Action item
Please find every line of the listing below where "admin" occurs and copy it.
(Beginning of Information provided)
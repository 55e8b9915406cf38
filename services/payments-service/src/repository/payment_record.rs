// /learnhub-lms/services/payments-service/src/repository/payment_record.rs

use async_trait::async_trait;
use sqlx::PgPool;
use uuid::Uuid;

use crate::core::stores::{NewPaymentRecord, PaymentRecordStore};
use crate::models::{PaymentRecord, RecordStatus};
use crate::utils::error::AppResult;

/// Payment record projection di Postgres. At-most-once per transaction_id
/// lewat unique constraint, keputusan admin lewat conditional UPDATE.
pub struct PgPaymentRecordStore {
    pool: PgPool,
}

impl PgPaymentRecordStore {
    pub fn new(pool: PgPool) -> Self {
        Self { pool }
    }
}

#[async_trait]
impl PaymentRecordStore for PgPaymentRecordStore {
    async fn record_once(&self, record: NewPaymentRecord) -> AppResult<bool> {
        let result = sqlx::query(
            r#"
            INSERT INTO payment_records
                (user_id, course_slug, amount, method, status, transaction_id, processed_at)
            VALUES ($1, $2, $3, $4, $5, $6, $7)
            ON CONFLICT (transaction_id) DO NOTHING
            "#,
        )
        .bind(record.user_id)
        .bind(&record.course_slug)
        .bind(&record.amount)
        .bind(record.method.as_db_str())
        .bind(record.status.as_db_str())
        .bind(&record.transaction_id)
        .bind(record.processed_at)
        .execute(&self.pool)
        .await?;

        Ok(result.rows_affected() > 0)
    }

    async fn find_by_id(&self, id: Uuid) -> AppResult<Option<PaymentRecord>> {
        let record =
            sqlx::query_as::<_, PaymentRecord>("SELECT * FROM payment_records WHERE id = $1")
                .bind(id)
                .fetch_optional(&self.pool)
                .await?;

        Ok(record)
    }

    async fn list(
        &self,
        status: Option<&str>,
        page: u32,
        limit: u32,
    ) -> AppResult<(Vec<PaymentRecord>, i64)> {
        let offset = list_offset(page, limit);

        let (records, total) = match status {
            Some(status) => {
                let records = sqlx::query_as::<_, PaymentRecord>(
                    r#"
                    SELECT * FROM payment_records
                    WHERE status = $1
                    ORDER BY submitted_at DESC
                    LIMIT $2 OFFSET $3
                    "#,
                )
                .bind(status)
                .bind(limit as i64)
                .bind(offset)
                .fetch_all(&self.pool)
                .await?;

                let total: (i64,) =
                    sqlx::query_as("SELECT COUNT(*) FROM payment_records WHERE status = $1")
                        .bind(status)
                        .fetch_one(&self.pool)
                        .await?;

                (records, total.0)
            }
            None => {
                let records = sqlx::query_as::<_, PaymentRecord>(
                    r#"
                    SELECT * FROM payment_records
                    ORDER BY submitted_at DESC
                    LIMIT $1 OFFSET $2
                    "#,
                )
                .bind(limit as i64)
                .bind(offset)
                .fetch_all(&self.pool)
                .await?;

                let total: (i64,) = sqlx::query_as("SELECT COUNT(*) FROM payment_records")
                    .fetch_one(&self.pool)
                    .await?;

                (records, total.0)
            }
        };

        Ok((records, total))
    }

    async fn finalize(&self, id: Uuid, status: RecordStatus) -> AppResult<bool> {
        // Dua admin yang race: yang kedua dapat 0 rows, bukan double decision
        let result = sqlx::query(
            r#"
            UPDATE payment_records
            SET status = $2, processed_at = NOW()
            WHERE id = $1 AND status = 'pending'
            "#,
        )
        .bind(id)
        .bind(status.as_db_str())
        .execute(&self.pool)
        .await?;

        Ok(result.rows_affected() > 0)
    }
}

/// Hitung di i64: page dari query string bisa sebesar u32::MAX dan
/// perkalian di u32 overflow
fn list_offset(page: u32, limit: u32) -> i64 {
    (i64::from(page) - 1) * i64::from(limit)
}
(End of Information provided)
Task answer
/// lewat unique constraint, keputusan admin lewat conditional UPDATE.
        // Dua admin yang race: yang kedua dapat 0 rows, bukan double decision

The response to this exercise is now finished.